What you have to do: Determine the number of lines in the listing below in which the word "TicketStatus" is present, and state it without comment.

####

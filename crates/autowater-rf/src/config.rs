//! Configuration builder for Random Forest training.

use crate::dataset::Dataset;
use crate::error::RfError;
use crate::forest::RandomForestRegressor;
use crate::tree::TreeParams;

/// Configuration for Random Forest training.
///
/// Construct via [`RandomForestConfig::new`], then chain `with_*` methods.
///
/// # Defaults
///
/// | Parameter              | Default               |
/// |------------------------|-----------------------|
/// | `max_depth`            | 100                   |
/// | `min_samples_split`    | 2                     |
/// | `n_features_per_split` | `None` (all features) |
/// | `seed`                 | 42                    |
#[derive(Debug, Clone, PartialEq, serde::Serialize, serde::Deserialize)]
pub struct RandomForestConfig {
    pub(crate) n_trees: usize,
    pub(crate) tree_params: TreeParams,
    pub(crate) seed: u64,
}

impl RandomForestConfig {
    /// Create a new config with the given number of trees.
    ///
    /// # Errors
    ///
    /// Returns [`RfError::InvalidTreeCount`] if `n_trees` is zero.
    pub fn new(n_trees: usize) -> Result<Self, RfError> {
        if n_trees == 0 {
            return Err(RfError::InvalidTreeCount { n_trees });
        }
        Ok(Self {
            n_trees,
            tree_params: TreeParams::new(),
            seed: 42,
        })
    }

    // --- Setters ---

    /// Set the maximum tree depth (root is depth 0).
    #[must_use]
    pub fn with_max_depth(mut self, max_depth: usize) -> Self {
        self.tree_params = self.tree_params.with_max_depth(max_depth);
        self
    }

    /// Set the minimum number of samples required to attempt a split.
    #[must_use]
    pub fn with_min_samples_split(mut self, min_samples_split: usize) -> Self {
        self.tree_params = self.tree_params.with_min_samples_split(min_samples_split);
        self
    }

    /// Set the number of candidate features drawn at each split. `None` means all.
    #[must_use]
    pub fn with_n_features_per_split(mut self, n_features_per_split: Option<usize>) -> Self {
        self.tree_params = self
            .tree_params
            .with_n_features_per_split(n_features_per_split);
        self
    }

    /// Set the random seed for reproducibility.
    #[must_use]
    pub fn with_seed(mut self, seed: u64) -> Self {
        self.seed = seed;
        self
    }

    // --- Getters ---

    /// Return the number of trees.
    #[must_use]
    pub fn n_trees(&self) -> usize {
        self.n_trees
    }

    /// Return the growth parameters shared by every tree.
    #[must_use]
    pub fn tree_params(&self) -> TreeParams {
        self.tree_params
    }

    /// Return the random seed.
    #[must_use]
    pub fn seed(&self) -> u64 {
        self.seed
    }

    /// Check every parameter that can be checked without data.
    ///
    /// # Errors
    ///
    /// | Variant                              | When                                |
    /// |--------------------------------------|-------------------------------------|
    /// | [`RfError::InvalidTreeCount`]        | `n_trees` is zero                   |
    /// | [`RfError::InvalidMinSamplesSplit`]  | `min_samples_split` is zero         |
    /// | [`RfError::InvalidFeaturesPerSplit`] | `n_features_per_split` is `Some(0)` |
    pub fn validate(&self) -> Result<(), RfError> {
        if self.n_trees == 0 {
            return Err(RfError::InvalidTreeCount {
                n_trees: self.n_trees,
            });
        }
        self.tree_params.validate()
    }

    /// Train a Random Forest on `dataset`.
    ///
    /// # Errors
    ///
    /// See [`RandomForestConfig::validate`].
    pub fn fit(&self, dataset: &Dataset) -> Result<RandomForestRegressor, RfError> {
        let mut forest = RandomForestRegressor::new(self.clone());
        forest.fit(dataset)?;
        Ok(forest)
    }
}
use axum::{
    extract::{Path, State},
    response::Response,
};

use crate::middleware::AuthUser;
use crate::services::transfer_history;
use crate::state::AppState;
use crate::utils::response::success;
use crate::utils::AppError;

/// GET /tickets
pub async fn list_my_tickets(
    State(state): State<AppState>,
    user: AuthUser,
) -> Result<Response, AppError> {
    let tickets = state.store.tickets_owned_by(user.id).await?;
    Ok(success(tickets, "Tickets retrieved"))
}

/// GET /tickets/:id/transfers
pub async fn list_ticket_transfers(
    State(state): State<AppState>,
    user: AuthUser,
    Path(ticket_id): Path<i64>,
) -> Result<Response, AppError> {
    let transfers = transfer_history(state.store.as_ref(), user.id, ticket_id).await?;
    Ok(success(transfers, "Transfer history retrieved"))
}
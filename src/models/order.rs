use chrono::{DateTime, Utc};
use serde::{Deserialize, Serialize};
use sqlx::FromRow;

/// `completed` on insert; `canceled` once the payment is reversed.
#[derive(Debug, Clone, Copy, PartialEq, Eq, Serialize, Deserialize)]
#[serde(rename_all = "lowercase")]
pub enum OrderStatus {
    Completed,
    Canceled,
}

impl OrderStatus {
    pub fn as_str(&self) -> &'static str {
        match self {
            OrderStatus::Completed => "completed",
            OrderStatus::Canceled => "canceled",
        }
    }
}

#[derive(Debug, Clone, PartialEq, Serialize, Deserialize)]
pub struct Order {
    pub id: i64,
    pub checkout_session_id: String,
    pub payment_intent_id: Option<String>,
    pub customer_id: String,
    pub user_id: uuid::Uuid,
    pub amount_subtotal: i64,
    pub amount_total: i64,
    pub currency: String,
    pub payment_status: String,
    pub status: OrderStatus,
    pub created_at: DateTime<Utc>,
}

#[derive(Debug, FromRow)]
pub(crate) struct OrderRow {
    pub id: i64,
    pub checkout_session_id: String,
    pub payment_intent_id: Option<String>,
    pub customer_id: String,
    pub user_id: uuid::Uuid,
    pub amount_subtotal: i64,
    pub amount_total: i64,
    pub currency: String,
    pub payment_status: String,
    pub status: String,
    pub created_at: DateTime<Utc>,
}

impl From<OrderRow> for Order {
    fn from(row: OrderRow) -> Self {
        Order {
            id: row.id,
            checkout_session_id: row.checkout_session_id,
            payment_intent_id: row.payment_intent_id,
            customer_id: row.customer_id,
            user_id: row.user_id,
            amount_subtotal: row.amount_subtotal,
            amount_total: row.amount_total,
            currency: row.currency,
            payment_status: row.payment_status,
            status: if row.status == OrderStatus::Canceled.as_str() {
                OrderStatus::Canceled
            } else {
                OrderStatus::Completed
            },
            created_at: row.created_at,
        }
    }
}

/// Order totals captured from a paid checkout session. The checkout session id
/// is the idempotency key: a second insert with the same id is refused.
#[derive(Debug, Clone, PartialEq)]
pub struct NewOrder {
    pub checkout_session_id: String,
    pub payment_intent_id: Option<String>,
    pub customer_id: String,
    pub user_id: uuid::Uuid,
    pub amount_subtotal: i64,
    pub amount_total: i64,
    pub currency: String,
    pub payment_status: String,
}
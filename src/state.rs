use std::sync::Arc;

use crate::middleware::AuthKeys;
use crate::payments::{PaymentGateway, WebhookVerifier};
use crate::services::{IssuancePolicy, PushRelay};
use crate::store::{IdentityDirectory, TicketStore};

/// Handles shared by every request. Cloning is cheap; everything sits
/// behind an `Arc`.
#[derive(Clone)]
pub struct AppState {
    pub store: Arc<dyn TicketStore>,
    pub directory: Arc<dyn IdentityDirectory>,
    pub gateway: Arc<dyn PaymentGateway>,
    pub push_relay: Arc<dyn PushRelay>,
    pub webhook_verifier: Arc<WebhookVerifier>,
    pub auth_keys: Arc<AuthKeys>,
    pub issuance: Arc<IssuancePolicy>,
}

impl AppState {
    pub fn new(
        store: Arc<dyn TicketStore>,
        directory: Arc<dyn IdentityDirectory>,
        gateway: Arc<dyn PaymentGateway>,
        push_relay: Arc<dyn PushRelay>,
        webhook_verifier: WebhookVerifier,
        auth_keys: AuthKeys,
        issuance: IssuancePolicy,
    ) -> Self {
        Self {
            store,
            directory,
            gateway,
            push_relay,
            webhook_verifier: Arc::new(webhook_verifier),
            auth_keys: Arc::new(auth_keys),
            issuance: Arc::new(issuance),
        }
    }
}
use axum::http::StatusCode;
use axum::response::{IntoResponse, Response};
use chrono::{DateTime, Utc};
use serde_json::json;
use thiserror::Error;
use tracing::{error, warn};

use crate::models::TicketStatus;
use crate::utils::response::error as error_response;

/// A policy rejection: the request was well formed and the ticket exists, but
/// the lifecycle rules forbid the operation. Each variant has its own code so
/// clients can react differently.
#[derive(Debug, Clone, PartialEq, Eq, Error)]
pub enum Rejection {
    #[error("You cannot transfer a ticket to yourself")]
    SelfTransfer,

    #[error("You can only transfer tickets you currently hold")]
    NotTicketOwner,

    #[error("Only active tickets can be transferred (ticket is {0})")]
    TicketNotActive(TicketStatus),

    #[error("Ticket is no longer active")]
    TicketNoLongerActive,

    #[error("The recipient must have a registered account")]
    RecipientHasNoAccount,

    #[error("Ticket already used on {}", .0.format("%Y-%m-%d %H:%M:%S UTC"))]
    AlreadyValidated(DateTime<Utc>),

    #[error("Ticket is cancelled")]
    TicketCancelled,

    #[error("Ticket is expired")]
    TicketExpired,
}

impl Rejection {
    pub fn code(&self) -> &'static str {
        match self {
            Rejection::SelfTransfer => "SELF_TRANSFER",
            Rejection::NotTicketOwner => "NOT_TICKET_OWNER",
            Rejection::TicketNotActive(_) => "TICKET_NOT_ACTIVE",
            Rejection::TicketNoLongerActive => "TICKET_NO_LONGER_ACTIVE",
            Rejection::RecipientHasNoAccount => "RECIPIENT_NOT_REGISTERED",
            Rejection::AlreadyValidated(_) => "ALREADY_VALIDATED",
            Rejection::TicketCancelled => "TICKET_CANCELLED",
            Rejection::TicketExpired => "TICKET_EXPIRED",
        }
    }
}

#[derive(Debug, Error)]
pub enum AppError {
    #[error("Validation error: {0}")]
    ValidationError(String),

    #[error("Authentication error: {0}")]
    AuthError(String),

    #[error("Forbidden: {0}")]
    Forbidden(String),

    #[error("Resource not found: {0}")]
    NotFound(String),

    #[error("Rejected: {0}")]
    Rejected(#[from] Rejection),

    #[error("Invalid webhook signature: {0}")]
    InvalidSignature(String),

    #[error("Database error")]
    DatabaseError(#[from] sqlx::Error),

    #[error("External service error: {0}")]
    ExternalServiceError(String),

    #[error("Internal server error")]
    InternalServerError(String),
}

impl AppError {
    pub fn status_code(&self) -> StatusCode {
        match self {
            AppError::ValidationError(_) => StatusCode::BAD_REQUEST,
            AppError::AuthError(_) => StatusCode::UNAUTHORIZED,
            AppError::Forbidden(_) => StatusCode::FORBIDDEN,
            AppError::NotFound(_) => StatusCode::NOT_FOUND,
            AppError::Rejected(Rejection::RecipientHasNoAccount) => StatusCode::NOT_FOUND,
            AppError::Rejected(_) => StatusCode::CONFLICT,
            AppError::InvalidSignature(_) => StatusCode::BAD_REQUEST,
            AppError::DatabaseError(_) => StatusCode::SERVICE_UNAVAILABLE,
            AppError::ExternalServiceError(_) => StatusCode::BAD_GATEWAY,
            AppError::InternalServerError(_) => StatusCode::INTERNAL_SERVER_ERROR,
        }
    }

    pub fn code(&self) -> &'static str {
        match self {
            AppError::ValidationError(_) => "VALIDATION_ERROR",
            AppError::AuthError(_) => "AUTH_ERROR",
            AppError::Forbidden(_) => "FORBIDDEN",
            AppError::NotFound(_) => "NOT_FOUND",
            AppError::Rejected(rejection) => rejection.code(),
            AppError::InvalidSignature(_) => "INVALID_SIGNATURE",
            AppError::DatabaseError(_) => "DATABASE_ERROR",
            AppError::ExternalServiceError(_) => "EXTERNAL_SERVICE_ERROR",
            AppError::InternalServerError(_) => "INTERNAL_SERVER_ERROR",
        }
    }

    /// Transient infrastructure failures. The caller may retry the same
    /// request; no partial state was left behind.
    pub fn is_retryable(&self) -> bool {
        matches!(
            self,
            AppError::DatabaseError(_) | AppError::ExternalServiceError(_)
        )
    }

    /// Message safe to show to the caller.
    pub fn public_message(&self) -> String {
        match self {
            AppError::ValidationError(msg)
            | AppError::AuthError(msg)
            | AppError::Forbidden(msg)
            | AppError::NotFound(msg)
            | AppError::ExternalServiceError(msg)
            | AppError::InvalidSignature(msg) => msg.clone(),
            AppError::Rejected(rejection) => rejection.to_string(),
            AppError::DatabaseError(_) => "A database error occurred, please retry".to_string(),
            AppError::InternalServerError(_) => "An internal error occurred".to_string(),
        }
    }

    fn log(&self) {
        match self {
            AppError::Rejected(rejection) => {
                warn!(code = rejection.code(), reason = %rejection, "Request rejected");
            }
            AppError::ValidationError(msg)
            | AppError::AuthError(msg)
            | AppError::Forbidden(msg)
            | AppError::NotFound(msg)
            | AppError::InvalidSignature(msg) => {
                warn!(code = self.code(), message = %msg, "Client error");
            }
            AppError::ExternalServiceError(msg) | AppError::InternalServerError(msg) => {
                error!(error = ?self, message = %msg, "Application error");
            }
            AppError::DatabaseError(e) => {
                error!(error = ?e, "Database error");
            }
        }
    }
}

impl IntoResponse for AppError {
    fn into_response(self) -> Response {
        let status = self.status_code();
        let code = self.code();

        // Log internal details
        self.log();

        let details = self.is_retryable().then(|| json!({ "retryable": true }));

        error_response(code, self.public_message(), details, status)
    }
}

####

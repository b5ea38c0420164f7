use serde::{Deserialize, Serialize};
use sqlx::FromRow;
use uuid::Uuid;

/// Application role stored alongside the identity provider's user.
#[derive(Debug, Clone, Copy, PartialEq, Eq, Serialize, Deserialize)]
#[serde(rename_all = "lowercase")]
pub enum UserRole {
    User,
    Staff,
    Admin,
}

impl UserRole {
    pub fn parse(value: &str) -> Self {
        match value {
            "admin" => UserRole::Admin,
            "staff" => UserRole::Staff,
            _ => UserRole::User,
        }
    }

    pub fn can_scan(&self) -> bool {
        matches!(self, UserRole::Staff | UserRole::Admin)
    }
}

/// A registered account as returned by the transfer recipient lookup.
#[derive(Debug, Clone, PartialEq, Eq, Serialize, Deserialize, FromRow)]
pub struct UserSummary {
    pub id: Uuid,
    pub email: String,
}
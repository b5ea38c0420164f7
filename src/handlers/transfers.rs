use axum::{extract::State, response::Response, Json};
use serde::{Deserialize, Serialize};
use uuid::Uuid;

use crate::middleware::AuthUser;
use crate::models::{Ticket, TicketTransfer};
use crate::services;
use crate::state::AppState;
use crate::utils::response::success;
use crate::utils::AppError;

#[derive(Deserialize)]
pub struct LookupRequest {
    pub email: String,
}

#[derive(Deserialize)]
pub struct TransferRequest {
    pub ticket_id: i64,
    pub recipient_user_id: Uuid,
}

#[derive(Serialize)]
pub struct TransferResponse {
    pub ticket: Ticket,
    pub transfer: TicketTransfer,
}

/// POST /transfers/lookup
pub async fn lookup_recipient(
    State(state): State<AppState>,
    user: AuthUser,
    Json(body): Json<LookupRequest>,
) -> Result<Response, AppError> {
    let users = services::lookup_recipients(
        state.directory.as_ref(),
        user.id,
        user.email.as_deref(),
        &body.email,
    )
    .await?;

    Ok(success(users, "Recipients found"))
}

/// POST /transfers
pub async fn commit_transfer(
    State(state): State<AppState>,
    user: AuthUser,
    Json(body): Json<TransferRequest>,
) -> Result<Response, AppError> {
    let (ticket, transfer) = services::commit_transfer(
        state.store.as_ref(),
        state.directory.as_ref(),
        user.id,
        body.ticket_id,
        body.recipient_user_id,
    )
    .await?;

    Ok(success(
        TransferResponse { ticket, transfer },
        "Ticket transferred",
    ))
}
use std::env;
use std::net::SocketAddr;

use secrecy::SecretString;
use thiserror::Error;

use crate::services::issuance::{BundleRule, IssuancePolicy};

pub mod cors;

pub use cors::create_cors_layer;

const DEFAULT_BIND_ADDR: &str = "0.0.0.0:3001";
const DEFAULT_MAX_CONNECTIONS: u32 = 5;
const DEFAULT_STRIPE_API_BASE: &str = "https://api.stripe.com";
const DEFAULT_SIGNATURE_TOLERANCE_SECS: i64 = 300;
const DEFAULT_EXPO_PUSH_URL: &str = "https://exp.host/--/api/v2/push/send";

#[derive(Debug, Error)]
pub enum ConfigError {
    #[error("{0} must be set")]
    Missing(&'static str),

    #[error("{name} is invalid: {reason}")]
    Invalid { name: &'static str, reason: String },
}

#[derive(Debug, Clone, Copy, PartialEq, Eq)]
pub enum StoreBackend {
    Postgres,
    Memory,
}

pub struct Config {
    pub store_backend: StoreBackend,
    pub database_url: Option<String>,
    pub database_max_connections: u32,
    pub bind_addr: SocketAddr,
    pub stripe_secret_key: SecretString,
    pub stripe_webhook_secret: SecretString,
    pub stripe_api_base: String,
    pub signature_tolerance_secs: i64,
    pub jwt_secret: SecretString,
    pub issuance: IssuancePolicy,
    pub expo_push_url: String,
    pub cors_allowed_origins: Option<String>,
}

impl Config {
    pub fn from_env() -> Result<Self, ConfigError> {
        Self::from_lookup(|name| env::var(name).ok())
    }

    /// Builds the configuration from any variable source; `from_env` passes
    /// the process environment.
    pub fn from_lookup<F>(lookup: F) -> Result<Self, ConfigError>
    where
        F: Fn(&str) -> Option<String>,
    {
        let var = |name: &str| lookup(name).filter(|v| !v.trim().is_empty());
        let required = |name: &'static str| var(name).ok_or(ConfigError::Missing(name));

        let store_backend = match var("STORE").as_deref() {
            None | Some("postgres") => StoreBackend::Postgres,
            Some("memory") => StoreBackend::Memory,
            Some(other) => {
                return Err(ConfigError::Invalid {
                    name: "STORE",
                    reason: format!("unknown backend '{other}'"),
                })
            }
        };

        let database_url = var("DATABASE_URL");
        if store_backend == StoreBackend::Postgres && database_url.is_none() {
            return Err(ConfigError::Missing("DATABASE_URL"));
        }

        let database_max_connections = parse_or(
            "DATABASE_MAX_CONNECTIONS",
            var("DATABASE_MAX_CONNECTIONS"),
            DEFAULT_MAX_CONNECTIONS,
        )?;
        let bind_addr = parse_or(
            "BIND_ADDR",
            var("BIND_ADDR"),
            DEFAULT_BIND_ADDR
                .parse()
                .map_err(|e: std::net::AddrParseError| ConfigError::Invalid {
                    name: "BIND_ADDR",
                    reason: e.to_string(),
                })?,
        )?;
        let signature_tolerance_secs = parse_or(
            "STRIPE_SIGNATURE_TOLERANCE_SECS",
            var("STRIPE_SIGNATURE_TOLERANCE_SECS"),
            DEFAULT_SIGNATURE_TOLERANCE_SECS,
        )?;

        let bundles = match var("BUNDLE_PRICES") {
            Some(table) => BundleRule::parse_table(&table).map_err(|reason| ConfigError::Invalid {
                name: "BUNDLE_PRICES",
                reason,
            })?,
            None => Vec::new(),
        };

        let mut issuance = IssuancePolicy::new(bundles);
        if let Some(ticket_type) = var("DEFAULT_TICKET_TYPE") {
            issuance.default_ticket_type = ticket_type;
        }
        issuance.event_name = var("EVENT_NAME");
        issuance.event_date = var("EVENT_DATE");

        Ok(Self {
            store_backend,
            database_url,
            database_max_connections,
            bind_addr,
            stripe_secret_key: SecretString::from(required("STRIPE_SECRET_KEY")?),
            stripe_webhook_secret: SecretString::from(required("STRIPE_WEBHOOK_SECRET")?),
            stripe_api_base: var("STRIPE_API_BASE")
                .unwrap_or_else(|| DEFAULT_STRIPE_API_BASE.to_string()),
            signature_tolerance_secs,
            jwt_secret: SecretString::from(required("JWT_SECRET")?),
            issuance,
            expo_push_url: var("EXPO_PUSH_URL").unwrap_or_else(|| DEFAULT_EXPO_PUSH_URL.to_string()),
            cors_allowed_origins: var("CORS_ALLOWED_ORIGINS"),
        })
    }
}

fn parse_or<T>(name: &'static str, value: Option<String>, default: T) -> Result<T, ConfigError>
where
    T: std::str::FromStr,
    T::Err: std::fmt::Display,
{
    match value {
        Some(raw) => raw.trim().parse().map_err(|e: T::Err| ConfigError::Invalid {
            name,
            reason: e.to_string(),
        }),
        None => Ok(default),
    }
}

####

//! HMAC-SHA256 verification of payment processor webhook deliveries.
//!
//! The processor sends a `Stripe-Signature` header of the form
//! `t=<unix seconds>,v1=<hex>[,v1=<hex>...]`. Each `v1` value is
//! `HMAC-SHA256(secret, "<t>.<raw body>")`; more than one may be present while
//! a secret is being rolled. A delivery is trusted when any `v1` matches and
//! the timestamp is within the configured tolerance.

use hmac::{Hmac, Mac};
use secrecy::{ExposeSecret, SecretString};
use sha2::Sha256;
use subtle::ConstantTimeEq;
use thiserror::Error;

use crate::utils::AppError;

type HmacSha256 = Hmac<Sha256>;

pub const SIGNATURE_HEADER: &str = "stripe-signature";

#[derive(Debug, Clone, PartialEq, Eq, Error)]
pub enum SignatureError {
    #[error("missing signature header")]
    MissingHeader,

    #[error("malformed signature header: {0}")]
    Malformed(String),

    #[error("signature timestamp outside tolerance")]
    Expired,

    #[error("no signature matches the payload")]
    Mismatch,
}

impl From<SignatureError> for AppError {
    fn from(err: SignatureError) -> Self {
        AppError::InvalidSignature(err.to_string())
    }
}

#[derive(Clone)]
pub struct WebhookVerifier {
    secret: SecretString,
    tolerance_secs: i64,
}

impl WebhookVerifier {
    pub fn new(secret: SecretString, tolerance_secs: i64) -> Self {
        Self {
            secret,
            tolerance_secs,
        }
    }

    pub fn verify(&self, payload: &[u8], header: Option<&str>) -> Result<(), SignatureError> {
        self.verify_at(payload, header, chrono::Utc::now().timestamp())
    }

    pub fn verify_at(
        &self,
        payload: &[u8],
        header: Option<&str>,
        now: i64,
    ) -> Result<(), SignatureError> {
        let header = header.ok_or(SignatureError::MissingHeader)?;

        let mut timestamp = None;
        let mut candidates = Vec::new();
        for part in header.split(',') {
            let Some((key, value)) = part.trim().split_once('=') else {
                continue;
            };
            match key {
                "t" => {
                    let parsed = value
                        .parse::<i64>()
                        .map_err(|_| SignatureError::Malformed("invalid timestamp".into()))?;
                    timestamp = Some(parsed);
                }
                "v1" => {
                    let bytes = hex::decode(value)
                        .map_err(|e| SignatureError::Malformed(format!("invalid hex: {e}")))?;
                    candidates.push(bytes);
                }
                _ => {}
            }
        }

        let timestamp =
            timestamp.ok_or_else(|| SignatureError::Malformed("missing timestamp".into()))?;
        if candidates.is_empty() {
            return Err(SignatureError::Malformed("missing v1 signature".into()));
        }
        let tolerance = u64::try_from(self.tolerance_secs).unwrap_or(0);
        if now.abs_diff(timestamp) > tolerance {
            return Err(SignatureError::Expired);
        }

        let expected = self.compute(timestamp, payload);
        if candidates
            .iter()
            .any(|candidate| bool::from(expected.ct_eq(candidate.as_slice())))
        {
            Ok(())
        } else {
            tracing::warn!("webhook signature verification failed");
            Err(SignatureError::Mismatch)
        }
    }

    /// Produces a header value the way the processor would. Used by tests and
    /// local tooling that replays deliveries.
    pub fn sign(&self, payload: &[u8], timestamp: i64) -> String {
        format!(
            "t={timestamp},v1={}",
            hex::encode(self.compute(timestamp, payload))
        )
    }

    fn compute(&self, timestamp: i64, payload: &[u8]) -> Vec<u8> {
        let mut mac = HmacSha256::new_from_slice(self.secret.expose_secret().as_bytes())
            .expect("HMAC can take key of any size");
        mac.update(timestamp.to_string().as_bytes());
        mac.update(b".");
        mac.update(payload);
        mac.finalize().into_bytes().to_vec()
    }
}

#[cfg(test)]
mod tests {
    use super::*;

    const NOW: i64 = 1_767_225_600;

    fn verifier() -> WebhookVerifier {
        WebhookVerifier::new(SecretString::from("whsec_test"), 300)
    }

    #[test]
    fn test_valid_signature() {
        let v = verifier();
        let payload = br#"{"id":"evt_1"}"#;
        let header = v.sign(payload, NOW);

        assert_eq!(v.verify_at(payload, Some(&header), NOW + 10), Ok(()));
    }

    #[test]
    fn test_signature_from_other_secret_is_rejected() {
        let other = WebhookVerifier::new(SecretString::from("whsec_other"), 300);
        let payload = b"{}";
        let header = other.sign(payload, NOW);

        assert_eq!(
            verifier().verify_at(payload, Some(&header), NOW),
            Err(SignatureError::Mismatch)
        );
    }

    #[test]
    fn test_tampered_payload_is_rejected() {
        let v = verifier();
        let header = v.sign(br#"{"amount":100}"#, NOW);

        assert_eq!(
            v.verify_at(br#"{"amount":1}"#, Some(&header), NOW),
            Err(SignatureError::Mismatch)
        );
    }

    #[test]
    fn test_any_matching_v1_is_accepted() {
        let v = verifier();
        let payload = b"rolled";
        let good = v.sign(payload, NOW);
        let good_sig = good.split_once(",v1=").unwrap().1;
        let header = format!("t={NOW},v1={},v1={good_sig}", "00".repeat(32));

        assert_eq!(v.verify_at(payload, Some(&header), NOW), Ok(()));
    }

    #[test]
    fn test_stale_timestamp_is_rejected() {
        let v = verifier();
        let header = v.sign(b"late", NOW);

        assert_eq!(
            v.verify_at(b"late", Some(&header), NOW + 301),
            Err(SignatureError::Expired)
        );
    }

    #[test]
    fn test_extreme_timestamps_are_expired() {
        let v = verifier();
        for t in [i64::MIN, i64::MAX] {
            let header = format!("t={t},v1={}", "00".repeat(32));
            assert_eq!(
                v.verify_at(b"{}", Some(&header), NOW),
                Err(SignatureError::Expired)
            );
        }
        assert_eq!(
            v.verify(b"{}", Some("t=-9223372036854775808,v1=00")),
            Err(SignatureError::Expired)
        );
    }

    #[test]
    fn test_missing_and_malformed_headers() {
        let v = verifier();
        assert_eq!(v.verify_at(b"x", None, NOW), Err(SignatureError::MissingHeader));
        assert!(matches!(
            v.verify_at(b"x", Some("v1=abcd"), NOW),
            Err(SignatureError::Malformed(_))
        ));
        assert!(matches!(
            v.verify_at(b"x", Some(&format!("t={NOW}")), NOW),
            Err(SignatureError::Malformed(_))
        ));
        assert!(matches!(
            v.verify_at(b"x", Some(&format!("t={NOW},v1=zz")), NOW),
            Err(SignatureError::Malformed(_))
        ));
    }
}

####

Solution to the exercise: 2